Yates filed this action against Draine in August 2001, alleging negligence/legal malpractice, negligent misrepresentation, and breach of contract arising from Draine’s representation in the federal civil suit filed by Yates in 1996.  Draine moved for summary judgment based on the statute of limitations, and the circuit court granted the motion.  Yates appealed.

STANDARD OF REVIEW

“In reviewing the grant of a summary judgment motion, this court applies the same standard which governs the trial court: summary judgment is proper when there is no genuine issue as to any material fact and the moving party is entitled to judgment as a matter of law.”  Rule 56(c), SCRCP; Baughman v. American Tel. & Tel. Co., 306 S.C. 101, 114-15, 410 S.E.2d 537, 545 (1991).  In determining whether any triable issues of fact exist, the evidence and all inferences which can be reasonably drawn from the evidence must be viewed in the light most favorable to the nonmoving party.  Strother v. Lexington County Recreation Comm’n, 332 S.C. 54, 61, 504 S.E.2d 117, 121 (1998).  On appeal from an order granting summary judgment, the appellate court will review all ambiguities, conclusions, and inferences arising in and from the evidence in a light most favorable to the non-moving party below.  Osborne v. Adams, 346 S.C. 4, 7, 550 S.E.2d 319, 321 (2001).

LAW/ANALYSIS

Yates argues the circuit court erred in granting summary judgment in favor of Draine based on the statute of limitations.  We disagree.

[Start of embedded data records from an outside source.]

// Application state management

use ratatui::layout::Rect;
use std::collections::VecDeque;
use std::path::{Path, PathBuf};
use uuid::Uuid;

use crate::engine::worker::WorkerMessage;
use crate::engine::{JobParams, JobStatus, StereoJob, format_ipd, parse_ipd};
use crate::ui::browser::BrowserState;
use crate::ui::focus::FormFocus;

/// Lines kept in the log pane
pub const LOG_CAPACITY: usize = 1000;

pub const STATUS_READY: &str = "Ready";
pub const STATUS_MISSING_PATHS: &str = "Please select input and output files";
pub const STATUS_INVALID_IPD: &str = "Invalid IPD value";
pub const STATUS_PROCESSING: &str = "Processing...";
pub const STATUS_COMPLETE: &str = "Processing complete!";

/// Text inputs of the form
#[derive(Debug, Clone, Default)]
pub struct FormState {
    pub input_path: String,
    pub output_path: String,
    pub ipd: String,
    pub focus: FormFocus,
    /// Cursor as a char index into the focused text field
    pub cursor_pos: usize,
}

impl FormState {
    pub fn new(default_ipd: f64) -> Self {
        Self {
            ipd: format_ipd(default_ipd),
            ..Default::default()
        }
    }

    fn field_mut(&mut self) -> Option<&mut String> {
        match self.focus {
            FormFocus::InputPath => Some(&mut self.input_path),
            FormFocus::OutputPath => Some(&mut self.output_path),
            FormFocus::Ipd => Some(&mut self.ipd),
            _ => None,
        }
    }

    pub fn field(&self) -> Option<&str> {
        match self.focus {
            FormFocus::InputPath => Some(&self.input_path),
            FormFocus::OutputPath => Some(&self.output_path),
            FormFocus::Ipd => Some(&self.ipd),
            _ => None,
        }
    }

    fn field_len(&self) -> usize {
        self.field().map(|f| f.chars().count()).unwrap_or(0)
    }

    /// Move focus, parking the cursor at the end of the new field
    pub fn set_focus(&mut self, focus: FormFocus) {
        self.focus = focus;
        self.cursor_pos = self.field_len();
    }

    pub fn insert_char(&mut self, c: char) {
        let pos = self.cursor_pos;
        if let Some(field) = self.field_mut() {
            let chars: Vec<char> = field.chars().collect();
            let pos = pos.min(chars.len());
            let mut new_string: String = chars.iter().take(pos).collect();
            new_string.push(c);
            new_string.extend(chars.iter().skip(pos));
            *field = new_string;
            self.cursor_pos = pos + 1;
        }
    }

    pub fn backspace(&mut self) {
        let pos = self.cursor_pos;
        if pos == 0 {
            return;
        }
        if let Some(field) = self.field_mut() {
            let mut chars: Vec<char> = field.chars().collect();
            if pos <= chars.len() {
                chars.remove(pos - 1);
                *field = chars.into_iter().collect();
                self.cursor_pos = pos - 1;
            }
        }
    }

    pub fn delete(&mut self) {
        let pos = self.cursor_pos;
        if let Some(field) = self.field_mut() {
            let mut chars: Vec<char> = field.chars().collect();
            if pos < chars.len() {
                chars.remove(pos);
                *field = chars.into_iter().collect();
            }
        }
    }

    pub fn cursor_left(&mut self) {
        self.cursor_pos = self.cursor_pos.saturating_sub(1);
    }

    pub fn cursor_right(&mut self) {
        self.cursor_pos = (self.cursor_pos + 1).min(self.field_len());
    }

    pub fn cursor_home(&mut self) {
        self.cursor_pos = 0;
    }

    pub fn cursor_end(&mut self) {
        self.cursor_pos = self.field_len();
    }

    /// Presence of both paths and a parseable IPD; nothing else is checked here
    pub fn validate(&self) -> Result<JobParams, &'static str> {
        let input = self.input_path.trim();
        let output = self.output_path.trim();
        if input.is_empty() || output.is_empty() {
            return Err(STATUS_MISSING_PATHS);
        }

        let ipd_mm = parse_ipd(&self.ipd).ok_or(STATUS_INVALID_IPD)?;

        Ok(JobParams::new(
            PathBuf::from(input),
            with_default_extension(Path::new(output)),
            ipd_mm,
        ))
    }
}

/// `clip.360` -> `clip_sbs.mp4` in the same directory
pub fn default_output_path(input: &Path) -> PathBuf {
    let stem = input
        .file_stem()
        .map(|s| s.to_string_lossy().to_string())
        .unwrap_or_else(|| "output".to_string());
    input.with_file_name(format!("{}_sbs.mp4", stem))
}

/// Save dialogs default to MP4
pub fn with_default_extension(path: &Path) -> PathBuf {
    if path.extension().is_some() {
        path.to_path_buf()
    } else {
        path.with_extension("mp4")
    }
}

/// Quit while a job is running
#[derive(Debug, Clone, Copy, PartialEq, Eq)]
pub struct QuitConfirmationState;

pub struct AppState {
    pub form: FormState,
    pub job: Option<StereoJob>,
    pub status: String,
    pub log: VecDeque<String>,
    /// Lines scrolled up from the bottom of the log
    pub log_scroll: usize,
    pub browser: Option<BrowserState>,
    pub quit_modal: Option<QuitConfirmationState>,
    /// Frame counter for the indeterminate progress animation
    pub tick: u64,
    /// Last rendered button area, for mouse clicks
    pub button_area: Rect,
}

impl AppState {
    pub fn new(default_ipd: f64) -> Self {
        let mut form = FormState::new(default_ipd);
        form.set_focus(FormFocus::InputPath);

        Self {
            form,
            job: None,
            status: STATUS_READY.to_string(),
            log: VecDeque::with_capacity(LOG_CAPACITY),
            log_scroll: 0,
            browser: None,
            quit_modal: None,
            tick: 0,
            button_area: Rect::default(),
        }
    }

    /// A job is on the worker thread; the trigger is disabled
    pub fn is_running(&self) -> bool {
        self.job
            .as_ref()
            .is_some_and(|j| matches!(j.status, JobStatus::Pending | JobStatus::Running))
    }

    /// Validate the form and mark a new job as dispatched.
    /// Returns what the worker should run, or `None` with the status set.
    pub fn begin_job(&mut self) -> Option<(Uuid, JobParams)> {
        if self.is_running() {
            return None;
        }

        let params = match self.form.validate() {
            Ok(params) => params,
            Err(msg) => {
                self.status = msg.to_string();
                return None;
            }
        };

        // Reflect the .mp4 default back into the field
        self.form.output_path = params.output_path.to_string_lossy().to_string();
        if self.form.focus == FormFocus::OutputPath {
            self.form.cursor_end();
        }

        let job = StereoJob::new(params.clone());
        let id = job.id;
        self.job = Some(job);
        self.status = STATUS_PROCESSING.to_string();
        Some((id, params))
    }

    pub fn apply_worker_message(&mut self, msg: WorkerMessage) {
        let msg_id = match &msg {
            WorkerMessage::JobStarted { job_id }
            | WorkerMessage::ProgressUpdate { job_id, .. }
            | WorkerMessage::JobCompleted { job_id, .. }
            | WorkerMessage::JobFailed { job_id, .. } => *job_id,
        };
        let Some(job) = self.job.as_mut().filter(|j| j.id == msg_id) else {
            return;
        };

        match msg {
            WorkerMessage::JobStarted { .. } => {
                job.status = JobStatus::Running;
            }
            WorkerMessage::ProgressUpdate { progress, .. } => {
                job.frame = progress.frame;
                job.total_frames = progress.total_frames;
                job.fps = progress.fps;
                job.speed = progress.speed;
                job.progress_pct = progress.progress_pct;
                job.eta_seconds = progress.eta_seconds;
                job.config = Some(progress.config);
                if job.progress_pct > 0.0 {
                    self.status = format!("Processing: {:.1}%", job.progress_pct);
                }
            }
            WorkerMessage::JobCompleted { config, .. } => {
                job.status = JobStatus::Done;
                job.progress_pct = 100.0;
                job.eta_seconds = None;
                job.config = Some(config);
                self.status = STATUS_COMPLETE.to_string();
            }
            WorkerMessage::JobFailed { error, .. } => {
                job.status = JobStatus::Failed;
                self.status = format!("Error: {}", error);
            }
        }
    }

    /// Append a log message; multi-line messages become one entry per line
    pub fn push_log(&mut self, message: String) {
        for line in message.lines() {
            if self.log.len() >= LOG_CAPACITY {
                self.log.pop_front();
            }
            self.log.push_back(line.to_string());
        }
    }

    pub fn scroll_log_up(&mut self, lines: usize) {
        self.log_scroll = (self.log_scroll + lines).min(self.log.len().saturating_sub(1));
    }

    pub fn scroll_log_down(&mut self, lines: usize) {
        self.log_scroll = self.log_scroll.saturating_sub(lines);
    }
}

Section 15-3-530 of the South Carolina Code (Supp. 2003) provides a three-year statute of limitations for legal malpractice lawsuits.  Under the discovery rule, the statute of limitations begins to run from the date the injured party either knows or should know, by the exercise of reasonable diligence, that a cause of action exists for the wrongful conduct. S.C. Code Ann. § 15-3-535 (Supp. 2001); Dean v. Ruscon Corp., 321 S.C. 360, 468 S.E.2d 645 (1996).  The supreme court has held:

The exercise of reasonable diligence means simply that an injured party must act with some promptness where the facts and circumstances of an injury would put a person of common knowledge and experience on notice that some right of his has been invaded or that some claim against another party might exist. The statute of limitations begins to run from this point and not when advice of counsel is sought or a full-blown theory of recovery developed.

Mitchell v. Holler, 311 S.C. 406, 412, 429 S.E.2d 793, 799 (1993).  Moreover, the standard is objective and not subjective.  Berry v. McLeod, 328 S.C. 435, 438, 492 S.E.2d 794, 796 (Ct. App. 1997).  “The statute of limitations begins to run at the time the individual has inquiry or constructive notice.”  Id. at 413, 492 S.E.2d at 800.

Yates’s own testimony clearly establishes that he became completely and fully aware of any alleged malpractice in January 1997.  Yates stated in his affidavit:

I was shocked and could hardly believe what all I had uncovered about Attorney Draine from the record of my case at the Clerk of Court’s office on January 6, 1997. 

In his deposition, Yates conceded:

I’ll establish the fact that in January ’97 I was certainly aware of the problems we were having.  So if you want to establish that for the fact of the statute of limitations, you got it established. 

Additionally, Yates sent a letter to Draine in January 1997 complaining of Draine’s performance.  Yates was on notice, by his own admission, of a perceived problem with Draine’s representation on January 6, 1997, and should have filed his action within three years of that date.  Yates did not file this action until August 1, 2001, almost twenty months after the statute of limitations had run.

CONCLUSION

Accordingly, the circuit court’s grant of summary judgment in favor of Draine is hereby

AFFIRMED.

HEARN, C.J., ANDERSON and KITTREDGE, JJ., concur.


[1] We decide this case without oral argument pursuant to Rule 215, SCACR.